Miss Grand Hong Kong
- Formation: 2014
- Type: Beauty pageant
- Headquarters: Kowloon
- Location: Hong Kong;
- Members: Miss Grand International
- Official language: English; Chinese;
- National director: Chan Mei To
- Parent organization: Hong Kong International Pageant (2023 – Present)

= Miss Grand Hong Kong =

Beauty pageant in Hong Kong

Miss Grand Hong Kong is a national beauty pageant title given to women chosen to represent Hong Kong at the Miss Grand International pageant. It was first awarded in 2014 when the Macau Pageant Alliance (澳門選美連盟) chaired by Laura Li appointed a Brisbane-based Hong Kong Australian model, Joane Mo, to represent Hong Kong in the second edition of the aforementioned international contest in Thailand. The license of Miss Grand Hong Kong was transferred to the Guangzhou Zhoumeng Marketing Co., Ltd., Xin Fu Lai Enterprise Management Co., Ltd., Sasha Waseem, and Hong Kong International Pageant in 2016, 2021, 2022, and 2023, respectively.

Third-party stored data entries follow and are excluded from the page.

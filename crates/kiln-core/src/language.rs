//! Language registry.
//!
//! Supported languages form a closed set. Each one resolves to a static
//! [`LanguageProfile`]; adding a language means adding a variant and a table
//! entry here.

use crate::error::CoreError;
use kiln_container::{CPU_SHARES, MEMORY_LIMIT_BYTES};
use std::fmt;
use std::str::FromStr;
use std::time::Duration;

/// Execution profile of one language.
#[derive(Debug, Clone, PartialEq, Eq)]
pub struct LanguageProfile {
    /// Canonical lowercase id.
    pub id: &'static str,
    /// Runtime image reference.
    pub image: &'static str,
    /// Entry command as argv.
    pub command: &'static [&'static str],
    /// Name of the source file inside the working directory.
    pub filename: &'static str,
    /// Maximum wall-clock duration of a run.
    pub timeout: Duration,
    /// Memory ceiling in bytes.
    pub memory_bytes: i64,
    /// CPU share weight.
    pub cpu_shares: i64,
}

static PYTHON: LanguageProfile = LanguageProfile {
    id: "python",
    image: "python:3.11-alpine",
    command: &["python", "/app/main.py"],
    filename: "main.py",
    timeout: Duration::from_millis(10_000),
    memory_bytes: MEMORY_LIMIT_BYTES,
    cpu_shares: CPU_SHARES,
};

static JAVA: LanguageProfile = LanguageProfile {
    id: "java",
    image: "openjdk:17-alpine",
    command: &["sh", "-c", "cd /app && javac Main.java && java Main"],
    filename: "Main.java",
    timeout: Duration::from_millis(15_000),
    memory_bytes: MEMORY_LIMIT_BYTES,
    cpu_shares: CPU_SHARES,
};

static CPP: LanguageProfile = LanguageProfile {
    id: "cpp",
    image: "gcc:alpine",
    command: &["sh", "-c", "cd /app && g++ -o main main.cpp && ./main"],
    filename: "main.cpp",
    timeout: Duration::from_millis(15_000),
    memory_bytes: MEMORY_LIMIT_BYTES,
    cpu_shares: CPU_SHARES,
};

static C: LanguageProfile = LanguageProfile {
    id: "c",
    image: "gcc:alpine",
    command: &["sh", "-c", "cd /app && gcc -o main main.c && ./main"],
    filename: "main.c",
    timeout: Duration::from_millis(15_000),
    memory_bytes: MEMORY_LIMIT_BYTES,
    cpu_shares: CPU_SHARES,
};

static JAVASCRIPT: LanguageProfile = LanguageProfile {
    id: "javascript",
    image: "node:18-alpine",
    command: &["node", "/app/main.js"],
    filename: "main.js",
    timeout: Duration::from_millis(10_000),
    memory_bytes: MEMORY_LIMIT_BYTES,
    cpu_shares: CPU_SHARES,
};

/// A supported language.
#[derive(Debug, Clone, Copy, PartialEq, Eq, Hash)]
pub enum Language {
    /// CPython 3.11
    Python,
    /// OpenJDK 17
    Java,
    /// g++
    Cpp,
    /// gcc
    C,
    /// Node.js 18
    JavaScript,
}

impl Language {
    /// Every supported language, in listing order.
    pub const ALL: [Language; 5] = [
        Language::Python,
        Language::Java,
        Language::Cpp,
        Language::C,
        Language::JavaScript,
    ];

    /// The language's execution profile.
    pub fn profile(self) -> &'static LanguageProfile {
        match self {
            Language::Python => &PYTHON,
            Language::Java => &JAVA,
            Language::Cpp => &CPP,
            Language::C => &C,
            Language::JavaScript => &JAVASCRIPT,
        }
    }

    /// Canonical id.
    pub fn id(self) -> &'static str {
        self.profile().id
    }

    /// Look up the profile for a language id.
    ///
    /// # Errors
    ///
    /// Returns [`CoreError::UnsupportedLanguage`] for any id outside the
    /// registry.
    pub fn resolve(id: &str) -> Result<&'static LanguageProfile, CoreError> {
        id.parse::<Language>().map(Language::profile)
    }
}

impl FromStr for Language {
    type Err = CoreError;

    fn from_str(s: &str) -> Result<Self, Self::Err> {
        match s.trim() {
            "python" => Ok(Language::Python),
            "java" => Ok(Language::Java),
            "cpp" => Ok(Language::Cpp),
            "c" => Ok(Language::C),
            "javascript" => Ok(Language::JavaScript),
            other => Err(CoreError::UnsupportedLanguage(other.to_string())),
        }
    }
}

impl fmt::Display for Language {
    fn fmt(&self, f: &mut fmt::Formatter<'_>) -> fmt::Result {
        f.write_str(self.id())
    }
}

Since its first participation in 2014, Hong Kong representatives have not yet obtained any placement in the Miss Grand International pageant; however, in 2021, its representative, Sen Yang, was voted into the final 20 in the swimsuit competition, which was one of the main sub-events of the contest.

==History==

Hong Kong joined Miss Grand International for the first time in 2014, and was represented by a Brisbane-based Hong Kong Australian model, Joane Mo (Mo Yin Shu 摹印述), who was appointed by Macau Pageant Alliance, which served as the licensee organ for both Miss Grand Hong Kong and Miss Grand Macau from 2014 to 2015. In 2016, the Hong Kong license was taken over by The Miss China (中国版图小姐) organizer from Guangzhou, Guangzhou Zhoumeng Marketing, Co., Ltd., which was also the franchise holder of Miss Grand China from 2013 to 2018. Under the management of Macau Pageant Alliance and Guangzhou Zhoumeng Marketing, all Hong Kong representatives at Miss Grand International were appointed.

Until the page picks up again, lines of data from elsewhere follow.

//! Comparison lifecycle events
//!
//! Events published by the orchestrator for external consumers (UI push,
//! audit). Delivery is fire-and-forget: a missing or lagging consumer never
//! affects a comparison run.

use schemasync_core::{ComparisonId, ComparisonScope, ComparisonStatus, SubscriptionId};
use serde::{Deserialize, Serialize};
use tokio::sync::broadcast;

/// Lifecycle event of one comparison run.
#[derive(Debug, Clone, PartialEq, Serialize, Deserialize)]
#[serde(tag = "type")]
pub enum ComparisonEvent {
    /// A run acquired the subscription lock and started.
    ComparisonStarted {
        subscription_id: SubscriptionId,
        scope: ComparisonScope,
        trigger: String,
    },

    /// A run moved to a new stage.
    ComparisonProgress {
        subscription_id: SubscriptionId,
        stage: String,
        percent: u8,
    },

    /// A run finished and its result was persisted.
    ComparisonCompleted {
        subscription_id: SubscriptionId,
        comparison_id: ComparisonId,
        status: ComparisonStatus,
        total_differences: usize,
        duration_ms: u64,
    },

    /// A run failed or was cancelled.
    ComparisonFailed {
        subscription_id: SubscriptionId,
        reason: String,
    },
}

impl ComparisonEvent {
    pub fn event_type(&self) -> &'static str {
        match self {
            ComparisonEvent::ComparisonStarted { .. } => "ComparisonStarted",
            ComparisonEvent::ComparisonProgress { .. } => "ComparisonProgress",
            ComparisonEvent::ComparisonCompleted { .. } => "ComparisonCompleted",
            ComparisonEvent::ComparisonFailed { .. } => "ComparisonFailed",
        }
    }

    pub fn subscription_id(&self) -> SubscriptionId {
        match self {
            ComparisonEvent::ComparisonStarted { subscription_id, .. }
            | ComparisonEvent::ComparisonProgress { subscription_id, .. }
            | ComparisonEvent::ComparisonCompleted { subscription_id, .. }
            | ComparisonEvent::ComparisonFailed { subscription_id, .. } => *subscription_id,
        }
    }
}

/// Sink for comparison lifecycle events.
pub trait ComparisonNotifier: Send + Sync {
    /// Publish an event. Must not block.
    fn notify(&self, event: ComparisonEvent);
}

/// Notifier that drops every event.
#[derive(Debug, Clone, Copy, Default)]
pub struct NoopNotifier;

impl ComparisonNotifier for NoopNotifier {
    fn notify(&self, _event: ComparisonEvent) {}
}

/// Fans events out to any number of subscribers over a broadcast channel.
#[derive(Clone)]
pub struct BroadcastNotifier {
    tx: broadcast::Sender<ComparisonEvent>,
}

impl BroadcastNotifier {
    pub fn new(capacity: usize) -> Self {
        let (tx, _rx) = broadcast::channel(capacity);
        Self { tx }
    }

    /// Receive all future events. A slow receiver lags and misses events.
    pub fn subscribe(&self) -> broadcast::Receiver<ComparisonEvent> {
        self.tx.subscribe()
    }

    pub fn receiver_count(&self) -> usize {
        self.tx.receiver_count()
    }
}

impl ComparisonNotifier for BroadcastNotifier {
    fn notify(&self, event: ComparisonEvent) {
        let event_type = event.event_type();
        let subscription_id = event.subscription_id();
        match self.tx.send(event) {
            Ok(receivers) => {
                tracing::debug!(
                    event_type,
                    subscription_id = %subscription_id,
                    receivers,
                    "Broadcast comparison event"
                );
            }
            Err(_) => {
                tracing::trace!(event_type, "No receivers for comparison event");
            }
        }
    }
}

After an absence in 2019 and 2020, the license was purchased by Xin Fu Lai Enterprise Management in 2021. An attempt to organize the first Miss Grand National contest was made this particular year; the press conference of the contest was held in Zhanjiang on March 13, 2021, and the grand final competition was scheduled for October 4, also in Zhanjiang, but the plan was entirely canceled due to the impact of China government travel restrictions during the COVID-19 pandemic, and the representative was instead appointed. The licensee also relinquished the franchise to a Television personality, Sasha Waseem, the following year.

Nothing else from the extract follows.